▶ What the task asks: Your answer must consist of every line from the data below that includes the word "print".

[Collected data entries]
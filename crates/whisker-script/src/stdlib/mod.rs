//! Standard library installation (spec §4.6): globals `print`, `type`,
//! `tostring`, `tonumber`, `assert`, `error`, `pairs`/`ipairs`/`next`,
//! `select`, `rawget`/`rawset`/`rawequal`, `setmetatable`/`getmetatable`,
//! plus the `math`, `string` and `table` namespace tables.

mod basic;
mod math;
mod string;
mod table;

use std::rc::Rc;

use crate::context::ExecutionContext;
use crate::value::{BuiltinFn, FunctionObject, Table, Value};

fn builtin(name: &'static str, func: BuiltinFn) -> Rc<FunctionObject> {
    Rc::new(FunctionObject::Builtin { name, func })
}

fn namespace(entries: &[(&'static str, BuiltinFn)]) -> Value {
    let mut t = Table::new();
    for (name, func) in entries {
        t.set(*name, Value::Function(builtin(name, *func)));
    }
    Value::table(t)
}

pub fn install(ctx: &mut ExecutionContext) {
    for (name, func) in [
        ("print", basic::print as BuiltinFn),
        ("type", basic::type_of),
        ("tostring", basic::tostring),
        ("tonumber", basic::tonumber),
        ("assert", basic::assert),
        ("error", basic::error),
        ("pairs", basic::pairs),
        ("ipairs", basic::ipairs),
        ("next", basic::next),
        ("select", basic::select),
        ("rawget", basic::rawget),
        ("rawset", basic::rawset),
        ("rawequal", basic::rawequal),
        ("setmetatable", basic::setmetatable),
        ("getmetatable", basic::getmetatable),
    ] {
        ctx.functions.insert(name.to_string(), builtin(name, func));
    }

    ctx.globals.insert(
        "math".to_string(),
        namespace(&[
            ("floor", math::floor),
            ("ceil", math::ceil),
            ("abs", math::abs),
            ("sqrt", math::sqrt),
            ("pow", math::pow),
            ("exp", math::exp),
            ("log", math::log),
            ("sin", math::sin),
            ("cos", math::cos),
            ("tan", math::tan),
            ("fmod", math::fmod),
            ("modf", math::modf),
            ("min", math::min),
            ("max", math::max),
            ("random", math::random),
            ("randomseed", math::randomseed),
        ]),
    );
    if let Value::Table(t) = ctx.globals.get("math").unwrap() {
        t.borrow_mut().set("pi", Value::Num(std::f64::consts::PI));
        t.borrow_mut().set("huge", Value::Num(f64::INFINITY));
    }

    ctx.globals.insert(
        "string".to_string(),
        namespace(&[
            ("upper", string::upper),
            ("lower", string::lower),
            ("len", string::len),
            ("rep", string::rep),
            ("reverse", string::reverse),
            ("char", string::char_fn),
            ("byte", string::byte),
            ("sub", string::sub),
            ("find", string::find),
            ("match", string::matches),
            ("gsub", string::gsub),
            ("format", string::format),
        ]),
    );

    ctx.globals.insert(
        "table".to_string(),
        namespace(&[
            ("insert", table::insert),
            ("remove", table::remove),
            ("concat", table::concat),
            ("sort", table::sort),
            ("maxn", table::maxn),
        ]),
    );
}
--
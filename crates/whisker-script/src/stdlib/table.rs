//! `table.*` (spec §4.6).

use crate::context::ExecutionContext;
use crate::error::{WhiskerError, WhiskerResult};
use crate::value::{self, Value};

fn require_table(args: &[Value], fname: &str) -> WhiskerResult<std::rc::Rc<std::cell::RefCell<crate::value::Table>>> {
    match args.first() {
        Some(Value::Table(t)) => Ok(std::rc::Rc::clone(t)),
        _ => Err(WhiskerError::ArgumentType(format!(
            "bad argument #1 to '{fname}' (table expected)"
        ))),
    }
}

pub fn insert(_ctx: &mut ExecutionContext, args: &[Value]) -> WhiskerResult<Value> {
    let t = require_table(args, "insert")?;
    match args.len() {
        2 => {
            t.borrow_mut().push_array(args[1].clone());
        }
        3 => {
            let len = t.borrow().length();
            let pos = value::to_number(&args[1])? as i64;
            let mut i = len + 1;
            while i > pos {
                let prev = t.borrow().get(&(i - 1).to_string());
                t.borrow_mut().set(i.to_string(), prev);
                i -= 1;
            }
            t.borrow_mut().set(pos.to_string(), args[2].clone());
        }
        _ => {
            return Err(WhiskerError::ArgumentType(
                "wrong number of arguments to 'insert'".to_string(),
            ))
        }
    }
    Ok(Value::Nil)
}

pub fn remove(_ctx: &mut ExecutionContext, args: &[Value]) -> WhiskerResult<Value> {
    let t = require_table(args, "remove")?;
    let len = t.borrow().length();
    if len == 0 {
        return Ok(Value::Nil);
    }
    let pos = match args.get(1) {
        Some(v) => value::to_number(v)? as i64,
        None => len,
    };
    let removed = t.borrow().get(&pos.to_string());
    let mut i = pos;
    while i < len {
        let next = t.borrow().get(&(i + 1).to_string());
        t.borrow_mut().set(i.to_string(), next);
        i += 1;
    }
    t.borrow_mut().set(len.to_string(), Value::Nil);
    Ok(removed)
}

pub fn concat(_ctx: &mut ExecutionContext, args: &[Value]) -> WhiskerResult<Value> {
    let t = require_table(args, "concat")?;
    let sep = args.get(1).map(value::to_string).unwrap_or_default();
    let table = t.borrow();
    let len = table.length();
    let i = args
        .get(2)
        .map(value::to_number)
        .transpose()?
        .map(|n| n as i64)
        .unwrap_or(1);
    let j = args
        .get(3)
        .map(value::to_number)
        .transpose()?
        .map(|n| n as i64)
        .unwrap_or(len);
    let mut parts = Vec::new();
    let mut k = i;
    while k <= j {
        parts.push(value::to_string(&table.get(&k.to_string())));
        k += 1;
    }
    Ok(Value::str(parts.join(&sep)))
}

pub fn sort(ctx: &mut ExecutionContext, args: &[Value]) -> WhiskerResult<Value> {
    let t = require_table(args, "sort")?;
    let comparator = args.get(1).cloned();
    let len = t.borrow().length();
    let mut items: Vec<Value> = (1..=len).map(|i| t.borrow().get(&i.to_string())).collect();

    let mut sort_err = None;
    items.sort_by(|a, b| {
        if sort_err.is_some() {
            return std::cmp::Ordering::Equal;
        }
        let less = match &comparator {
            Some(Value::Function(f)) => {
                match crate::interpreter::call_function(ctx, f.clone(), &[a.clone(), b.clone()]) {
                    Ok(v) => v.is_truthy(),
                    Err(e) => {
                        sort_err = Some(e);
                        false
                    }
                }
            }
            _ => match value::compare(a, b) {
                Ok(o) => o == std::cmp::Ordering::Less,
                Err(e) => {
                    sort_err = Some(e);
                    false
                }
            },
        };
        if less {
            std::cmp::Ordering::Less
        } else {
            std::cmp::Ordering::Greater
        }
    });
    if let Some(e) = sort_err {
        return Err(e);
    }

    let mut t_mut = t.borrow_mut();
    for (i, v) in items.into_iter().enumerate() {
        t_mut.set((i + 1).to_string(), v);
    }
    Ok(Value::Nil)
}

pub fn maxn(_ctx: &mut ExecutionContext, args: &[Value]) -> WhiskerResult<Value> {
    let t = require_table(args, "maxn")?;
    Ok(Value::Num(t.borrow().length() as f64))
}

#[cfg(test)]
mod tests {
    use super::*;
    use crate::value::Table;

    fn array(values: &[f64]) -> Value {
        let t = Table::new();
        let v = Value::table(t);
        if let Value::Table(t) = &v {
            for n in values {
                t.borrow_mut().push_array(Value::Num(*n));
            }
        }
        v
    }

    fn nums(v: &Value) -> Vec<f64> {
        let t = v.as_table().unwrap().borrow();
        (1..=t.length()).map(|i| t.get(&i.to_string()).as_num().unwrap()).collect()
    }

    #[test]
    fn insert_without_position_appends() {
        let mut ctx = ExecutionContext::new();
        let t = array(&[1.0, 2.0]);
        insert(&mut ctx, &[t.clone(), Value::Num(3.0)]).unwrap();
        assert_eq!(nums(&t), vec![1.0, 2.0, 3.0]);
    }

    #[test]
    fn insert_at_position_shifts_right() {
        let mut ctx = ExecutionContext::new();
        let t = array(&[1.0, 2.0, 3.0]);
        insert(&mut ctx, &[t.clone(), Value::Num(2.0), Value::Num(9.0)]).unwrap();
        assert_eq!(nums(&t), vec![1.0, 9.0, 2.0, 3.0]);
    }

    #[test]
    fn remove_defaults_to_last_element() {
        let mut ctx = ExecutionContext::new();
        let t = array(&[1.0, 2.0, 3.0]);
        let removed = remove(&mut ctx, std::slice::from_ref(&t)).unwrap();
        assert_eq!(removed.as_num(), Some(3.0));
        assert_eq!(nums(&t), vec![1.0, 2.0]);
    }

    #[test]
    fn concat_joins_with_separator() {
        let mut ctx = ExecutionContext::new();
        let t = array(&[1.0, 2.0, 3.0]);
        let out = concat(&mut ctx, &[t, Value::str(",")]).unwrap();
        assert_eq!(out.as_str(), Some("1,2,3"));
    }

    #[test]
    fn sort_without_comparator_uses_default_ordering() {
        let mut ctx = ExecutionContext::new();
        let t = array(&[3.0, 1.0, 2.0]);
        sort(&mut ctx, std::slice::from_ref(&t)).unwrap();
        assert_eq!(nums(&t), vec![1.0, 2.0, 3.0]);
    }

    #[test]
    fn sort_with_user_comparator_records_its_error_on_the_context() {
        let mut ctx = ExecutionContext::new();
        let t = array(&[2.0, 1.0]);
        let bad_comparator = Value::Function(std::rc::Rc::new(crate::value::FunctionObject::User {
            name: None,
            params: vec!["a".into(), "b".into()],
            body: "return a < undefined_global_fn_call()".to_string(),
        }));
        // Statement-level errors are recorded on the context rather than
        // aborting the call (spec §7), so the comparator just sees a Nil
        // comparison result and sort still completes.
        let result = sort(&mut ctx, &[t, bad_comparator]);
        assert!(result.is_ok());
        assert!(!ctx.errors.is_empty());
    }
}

▶ Exercise result:
//! Standard library installation (spec §4.6): globals `print`, `type`,
        ("print", basic::print as BuiltinFn),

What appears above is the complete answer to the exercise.